The ACEEE Market Transformation National Symposium brought over 350 energy professionals together in Washington, D.C. in April to cover diverse and emerging topics within the scope of market transformation. With two new cities adopting benchmarking ordinances last week, ACEEE held a timely panel on future uses of benchmarking data and data integrity.
Panelists for the “Better Quality Data and Confidence through Ratings” included Jayson Antonoff, Technical Director at City Energy Project, Marshall Duer-Balkind, Program Manager for Energy Benchmarking, District of Columbia Government, and John Supp, Account Management at DC Sustainable Energy Utility. The panel was moderated by Jenn Allen, Program Manager at MEEA.
While all of the presenters have seen large scale transformation in the market with numerous cities adopting benchmarking initiatives (and many more on the way), they agreed there is still room for improvement in data integrity and opportunities to leverage the data for increased energy savings.
“Owners can’t often access tenant data,” Duer-Balkind said in his presentation. “Also, manual entry often creates errors. The solution is for building owner initiated requests for aggregated whole-building energy consumption data and direct automated upload from utility databases to Portfolio Manager.”

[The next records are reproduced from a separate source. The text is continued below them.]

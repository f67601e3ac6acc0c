use std::sync::Arc;

use thiserror::Error;
use tracing::{error, info};
use uuid::Uuid;

use crate::domain::{
    entities::products::InsertProductEntity,
    repositories::products::ProductRepository,
    value_objects::products::{InsertProductModel, ListProductsFilter, ProductDto},
};

pub const DEFAULT_PAGE_SIZE: i64 = 20;
pub const MAX_PAGE_SIZE: i64 = 100;

#[derive(Debug, Error)]
pub enum ProductError {
    #[error("product not found")]
    NotFound,
    #[error(transparent)]
    Internal(#[from] anyhow::Error),
}

impl ProductError {
    pub fn status_code(&self) -> axum::http::StatusCode {
        use axum::http::StatusCode;
        match self {
            ProductError::NotFound => StatusCode::NOT_FOUND,
            ProductError::Internal(_) => StatusCode::INTERNAL_SERVER_ERROR,
        }
    }
}

pub type ProductResult<T> = std::result::Result<T, ProductError>;

pub struct ProductUseCase<P>
where
    P: ProductRepository + Send + Sync + 'static,
{
    product_repository: Arc<P>,
}

impl<P> ProductUseCase<P>
where
    P: ProductRepository + Send + Sync + 'static,
{
    pub fn new(product_repository: Arc<P>) -> Self {
        Self { product_repository }
    }

    pub async fn list(&self, mut filter: ListProductsFilter) -> ProductResult<Vec<ProductDto>> {
        filter.limit = Some(
            filter
                .limit
                .unwrap_or(DEFAULT_PAGE_SIZE)
                .clamp(1, MAX_PAGE_SIZE),
        );
        filter.skip = Some(filter.skip.unwrap_or(0).max(0));

        let products = self
            .product_repository
            .list(filter)
            .await
            .map_err(|err| {
                error!(db_error = ?err, "products: failed to list");
                ProductError::Internal(err)
            })?;

        Ok(products.into_iter().map(ProductDto::from).collect())
    }

    pub async fn get(&self, product_id: Uuid) -> ProductResult<ProductDto> {
        let product = self
            .product_repository
            .find_by_id(product_id)
            .await
            .map_err(|err| {
                error!(%product_id, db_error = ?err, "products: failed to load");
                ProductError::Internal(err)
            })?
            .ok_or(ProductError::NotFound)?;

        Ok(ProductDto::from(product))
    }

    pub async fn create(&self, model: InsertProductModel) -> ProductResult<ProductDto> {
        let images = serde_json::to_value(&model.images)
            .map_err(|err| ProductError::Internal(err.into()))?;

        let product = self
            .product_repository
            .insert(InsertProductEntity {
                name: model.name,
                description: model.description,
                price: model.price,
                stock: model.stock,
                category: model.category,
                images,
            })
            .await
            .map_err(|err| {
                error!(db_error = ?err, "products: failed to insert");
                ProductError::Internal(err)
            })?;

        info!(product_id = %product.id, name = %product.name, "products: created");

        Ok(ProductDto::from(product))
    }
}

#[cfg(test)]
mod tests {
    use chrono::Utc;

    use super::*;
    use crate::domain::{
        entities::products::ProductEntity, repositories::products::MockProductRepository,
    };

    fn product(name: &str, price: i64) -> ProductEntity {
        ProductEntity {
            id: Uuid::new_v4(),
            name: name.to_string(),
            description: String::new(),
            price,
            stock: 10,
            category: "package".to_string(),
            images: serde_json::json!(["one.png"]),
            created_at: Utc::now(),
            updated_at: Utc::now(),
        }
    }

    #[tokio::test]
    async fn test_list_clamps_pagination() {
        let mut products = MockProductRepository::new();
        products
            .expect_list()
            .withf(|filter| filter.limit == Some(MAX_PAGE_SIZE) && filter.skip == Some(0))
            .times(1)
            .returning(|_| Ok(vec![product("Basic", 50)]));

        let usecase = ProductUseCase::new(Arc::new(products));
        let listed = usecase
            .list(ListProductsFilter {
                category: None,
                limit: Some(10_000),
                skip: Some(-5),
            })
            .await
            .unwrap();

        assert_eq!(listed.len(), 1);
        assert_eq!(listed[0].images, vec!["one.png".to_string()]);
    }

    #[tokio::test]
    async fn test_get_unknown_product() {
        let mut products = MockProductRepository::new();
        products.expect_find_by_id().returning(|_| Ok(None));

        let usecase = ProductUseCase::new(Arc::new(products));
        let result = usecase.get(Uuid::new_v4()).await;

        assert!(matches!(result, Err(ProductError::NotFound)));
    }

    #[tokio::test]
    async fn test_create_serializes_images() {
        let mut products = MockProductRepository::new();
        products
            .expect_insert()
            .withf(|entity| entity.images == serde_json::json!(["a.png", "b.png"]))
            .times(1)
            .returning(|entity| {
                Ok(ProductEntity {
                    id: Uuid::new_v4(),
                    name: entity.name,
                    description: entity.description,
                    price: entity.price,
                    stock: entity.stock,
                    category: entity.category,
                    images: entity.images,
                    created_at: Utc::now(),
                    updated_at: Utc::now(),
                })
            });

        let usecase = ProductUseCase::new(Arc::new(products));
        let created = usecase
            .create(InsertProductModel {
                name: "Basic".to_string(),
                description: "Entry package".to_string(),
                price: 50,
                stock: 10,
                category: "package".to_string(),
                images: vec!["a.png".to_string(), "b.png".to_string()],
            })
            .await
            .unwrap();

        assert_eq!(created.images, vec!["a.png", "b.png"]);
    }
}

Accessibility and Automation
Both Washington D.C. and Seattle have benchmarking programs that automate information from utility databases. More cities are currently working with their utilities to follow suit using the DOE Better Buildings Data Accelerator program. Other cities, like Chicago, require a third party verification of the data as part of the benchmarking ordinance.
“There is a need to make the data more accessible,” Antonoff said. “For example, the City of Philadelphia found that an interactive map with energy scores was better received by the public than spreadsheets full of data. Making the information easy to find will provide more opportunities for the general public to be more engaged.”
Supp agrees. “Gathering this volume of data and doing nothing with it would be a disservice to citizens,” Supp said. “There is opportunity for other markets to leverage this data.”
For instance, panelists discussed the opportunity for cities to do outreach to building owners to help facilitate upgrades and use existing utility incentive programs.
Tools like the DOE Standard Energy Efficiency Data Platform create consistency, making the data easier to share and more actionable. Ultimately, these tools will enable cities to learn best practices from one another and improve long-term efficiency planning.
“There are three main purposes of benchmarking laws,” Duer-Balkind said in his presentation. “One, to help owners and managers understand their energy use and compare to peers. Two, help policymakers and DSM program administrators with analysis, planning and program design. And then, finally, to drive market transformation.”